İlk durumdaki harcamanın
saçma-savurma kabul edilmemesinin sebebi şudur: Kişinin hayır yollarında
harcadığının bir karşılığı bulunmaktadır ki bu da sevaptır. Hayır yolunda yapılan
harcama israf sayılmayacağı gibi israf şeklindeki harcamada da hayır yoktur.
İsrafın mahiyeti
"dünyada övgü ahirette sevap kazandırmayan harcama" dır.
Daha doğru olan görüşün
karşısında yer alan görüşe göre kişi harcamada aşırıya kaçarsa "saçıp savurmuş"
kabul edilir.
Bu harcama durumu
ergenliğe ulaştıktan sonra orta kararda olursa kişi saçıp savuran bir kimse
olmaz.
İkinci durumdaki
harcamanın saçma-savurma kabul edilmemesinin sebebi şudur: Mal insanın
yararlanması ve ondan lezzet duyması için edinilir.
Daha doğru olan görüşün
karşısında yer alan görüşe göre kişi bu durumda adete göre saçıp savuran kişi
olarak kabul edilir.
Not: Kişinin kendi durumuna uygun olmayan yiyecek
ve giyeceklere harcama yapmasının saçıp savurma olarak kabul edilmemesi, bu
harcamanın haram olmadığı anlamına gelmektedir ki doğrusu da budur.
[Soru] Rafiı ve Nevevi [zekat alabilecek kimseler
arasında geçen] "borçlu" şahıstan bahsederken şöyle demişlerdir:
Şayet borç alma "içki" ve "nafakada israf" gibi günah bir
sebepten kaynaklanmışsa bu kişi tövbe etmedikçe kendisine zekat verilmez.
[İsnevl] el-Mühimmat
adlı eserinde bunu bir çelişki kabul etmiştir.
[Cevap] Bu ikisi birbirinden farklı meselelerdir.
Burada zikredilen harcama tamamen kişinin kendi malından olduğu için haram
olmamaktadır.

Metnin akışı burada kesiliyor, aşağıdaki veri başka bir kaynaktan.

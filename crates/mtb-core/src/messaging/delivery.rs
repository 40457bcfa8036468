//! Sending and editing with retries and a plain-text fallback.

use std::{future::Future, sync::Arc, time::Duration};

use tokio::time::sleep;

use crate::{
    domain::{ChatId, MessageRef},
    messaging::{
        port::MessagingPort,
        types::{ChatAction, OutgoingText, ParseMode},
    },
    Error, Result,
};

#[derive(Clone, Copy, Debug, PartialEq, Eq)]
pub struct RetryPolicy {
    /// Total attempts per call (including the first one).
    pub max_attempts: u32,
    /// Added on top of the server's `retry_after`.
    pub extra_delay: Duration,
}

impl Default for RetryPolicy {
    fn default() -> Self {
        Self {
            max_attempts: 3,
            extra_delay: Duration::from_millis(500),
        }
    }
}

/// Delivery front-end over a [`MessagingPort`].
///
/// - rate limits are retried after `retry_after + extra_delay`
/// - rejected markup is resent once as plain text
/// - an edit that changes nothing counts as success
pub struct SafeMessenger {
    inner: Arc<dyn MessagingPort>,
    retry: RetryPolicy,
}

impl SafeMessenger {
    pub fn new(inner: Arc<dyn MessagingPort>, retry: RetryPolicy) -> Self {
        Self { inner, retry }
    }

    pub async fn send(&self, chat_id: ChatId, text: &OutgoingText) -> Result<MessageRef> {
        let first = self
            .with_retry("send", || self.inner.send_text(chat_id, &text.markup, text.mode))
            .await;

        match first {
            Err(Error::Parse(reason)) if !text.is_plain() => {
                tracing::warn!(chat_id = chat_id.0, %reason, "markup rejected, sending plain text");
                self.with_retry("send", || {
                    self.inner.send_text(chat_id, &text.plain, ParseMode::Plain)
                })
                .await
            }
            other => other,
        }
    }

    pub async fn edit(&self, msg: MessageRef, text: &OutgoingText) -> Result<()> {
        let first = self
            .with_retry("edit", || self.inner.edit_text(msg, &text.markup, text.mode))
            .await;

        let result = match first {
            Err(Error::Parse(reason)) if !text.is_plain() => {
                tracing::warn!(
                    chat_id = msg.chat_id.0,
                    message_id = msg.message_id.0,
                    %reason,
                    "markup rejected, editing with plain text"
                );
                self.with_retry("edit", || {
                    self.inner.edit_text(msg, &text.plain, ParseMode::Plain)
                })
                .await
            }
            other => other,
        };

        match result {
            Err(Error::NotModified) => Ok(()),
            other => other,
        }
    }

    /// Typing indicator; failures are only logged.
    pub async fn typing(&self, chat_id: ChatId) {
        if let Err(e) = self.inner.send_chat_action(chat_id, ChatAction::Typing).await {
            tracing::debug!(chat_id = chat_id.0, error = %e, "chat action failed");
        }
    }

    async fn with_retry<T, F, Fut>(&self, op: &str, mut call: F) -> Result<T>
    where
        F: FnMut() -> Fut,
        Fut: Future<Output = Result<T>>,
    {
        let mut attempt = 1u32;
        loop {
            let err = match call().await {
                Ok(v) => return Ok(v),
                Err(e) => e,
            };

            let Some(retry_after) = err.retry_after() else {
                return Err(err);
            };
            if attempt >= self.retry.max_attempts {
                tracing::warn!(op, attempt, "rate limited, giving up");
                return Err(err);
            }

            let wait = retry_after + self.retry.extra_delay;
            tracing::warn!(
                op,
                attempt,
                wait_ms = wait.as_millis() as u64,
                "rate limited, retrying"
            );
            sleep(wait).await;
            attempt += 1;
        }
    }
}

#[cfg(test)]
mod tests {
    use super::*;
    use crate::formatting::EscapePolicy;
    use crate::testing::FakeMessenger;
    use tokio::time::Instant;

    fn rate_limited(secs: u64) -> Error {
        Error::RateLimited {
            retry_after: Duration::from_secs(secs),
        }
    }

    fn setup() -> (Arc<FakeMessenger>, SafeMessenger) {
        let fake = Arc::new(FakeMessenger::new());
        let safe = SafeMessenger::new(fake.clone(), RetryPolicy::default());
        (fake, safe)
    }

    fn text() -> OutgoingText {
        OutgoingText::markdown("test_text", &EscapePolicy::markdown_v2())
    }

    #[tokio::test]
    async fn sends_markup_once_on_success() {
        let (fake, safe) = setup();
        safe.send(ChatId(1), &text()).await.unwrap();

        let sends = fake.sends.lock().unwrap().clone();
        assert_eq!(sends.len(), 1);
        assert_eq!(sends[0].text, "test\\_text");
        assert_eq!(sends[0].mode.as_telegram(), Some("MarkdownV2"));
    }

    #[tokio::test(start_paused = true)]
    async fn retries_after_rate_limit() {
        let (fake, safe) = setup();
        fake.fail_sends([rate_limited(1)]);
        let start = Instant::now();

        safe.send(ChatId(1), &text()).await.unwrap();

        assert_eq!(fake.send_attempts(), 2);
        assert!(start.elapsed() >= Duration::from_millis(1500));
    }

    #[tokio::test(start_paused = true)]
    async fn gives_up_after_max_attempts() {
        let (fake, safe) = setup();
        fake.fail_sends((0..5).map(|_| rate_limited(2)));
        let start = Instant::now();

        let err = safe.send(ChatId(1), &text()).await.unwrap_err();

        assert!(matches!(err, Error::RateLimited { .. }));
        assert_eq!(fake.send_attempts(), 3);
        // two sleeps of 2.5s, none after the last attempt
        let elapsed = start.elapsed();
        assert!(elapsed >= Duration::from_millis(5000));
        assert!(elapsed < Duration::from_millis(7500));
    }

    #[tokio::test]
    async fn falls_back_to_plain_on_parse_error() {
        let (fake, safe) = setup();
        fake.fail_sends([Error::Parse("can't parse entities".to_string())]);

        safe.send(ChatId(1), &text()).await.unwrap();

        let sends = fake.sends.lock().unwrap().clone();
        assert_eq!(sends.len(), 2);
        assert_eq!(sends[1].text, "test_text");
        assert_eq!(sends[1].mode, ParseMode::Plain);
    }

    #[tokio::test]
    async fn plain_text_is_not_retried_on_parse_error() {
        let (fake, safe) = setup();
        fake.fail_sends([Error::Parse("bad".to_string())]);

        let err = safe
            .send(ChatId(1), &OutgoingText::plain("x"))
            .await
            .unwrap_err();

        assert!(matches!(err, Error::Parse(_)));
        assert_eq!(fake.send_attempts(), 1);
    }

    #[tokio::test]
    async fn other_errors_are_not_retried() {
        let (fake, safe) = setup();
        fake.fail_sends([Error::External("network down".to_string())]);

        assert!(safe.send(ChatId(1), &text()).await.is_err());
        assert_eq!(fake.send_attempts(), 1);
    }

    #[tokio::test]
    async fn edit_not_modified_is_success() {
        let (fake, safe) = setup();
        let msg = safe.send(ChatId(1), &text()).await.unwrap();
        fake.fail_edits([Error::NotModified]);

        safe.edit(msg, &text()).await.unwrap();
        assert_eq!(fake.edit_attempts(), 1);
    }

    #[tokio::test(start_paused = true)]
    async fn edit_retries_and_falls_back() {
        let (fake, safe) = setup();
        let msg = safe.send(ChatId(1), &text()).await.unwrap();
        fake.fail_edits([rate_limited(1), Error::Parse("bad".to_string())]);

        safe.edit(msg, &text()).await.unwrap();

        assert_eq!(fake.edit_attempts(), 3);
        assert_eq!(fake.edited_texts(), vec!["test_text"]);
    }

    #[tokio::test]
    async fn typing_is_best_effort() {
        let (fake, safe) = setup();
        safe.typing(ChatId(7)).await;
        assert_eq!(
            fake.actions.lock().unwrap().as_slice(),
            &[(ChatId(7), ChatAction::Typing)]
        );
    }
}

Diğerinde ise belirli bir sebebe dayalı olarak ödeme ümidi
olmaksızın insanlardan borç alıp bunu boşa harcamak söz konusudur ki bu
haramdır. Er-Ravda'da şu husus açıkça belirtilmiştir: Kişinin elinde ödeyebileceği
bir mal veya ödeyebileceği bir alacak olmadığı halde başkalarından borç alması
haram olur.
13. çocuğun Reşid Olup
Olmadığının Sınanması Nasıl Olur?
Çocuğun reşid olup
olmadığı sınanır.
Bu, insanların
mertebelerine göre değişiklik gösterir:
Tacirin çocuğu,
alım-satım yapıp yapamadığı ve bu iki konuda ~ pazarlık yapmayı becerip
beceremediği ile sınanır.
Çiftçinin çocuğu, ekim
yapmak ve bu işleri yerine getiren kişilere na fa ka vermeyi berecip
beceremediği ile sınanır.
Meslek sahibi kişinin
çocuğu o mesleğe ilişkin şeylerle sınanır.
Kadın, yün ve pamuk
eğirmeyi becerip becerememe, yiyecekleri kedi vb. şeylere kaptırıp kaptırmama
konusunda sınanır.
1. Çocuğun davranışları
dine uygunluk ve mail bakımdan düzgünlük açısından sınanır. Çünkü ayette
"yetimleri deneyip sınayın" [Nisa, 6] buyrulmuştur.
2. Davranışlarının dine
uygunluğu ibadetleri yapma, haramlardan kaçınma, şüpheli şeylerden uzak durma,
iyi kimselerle birlikte olma gibi davranışların gözlenmesiyle olur.
Kız çocuğunun durumu da
aynı olduğu halde Nevevı [Arapça'da erkek çocuğu ifade etmek üzere kullanılan]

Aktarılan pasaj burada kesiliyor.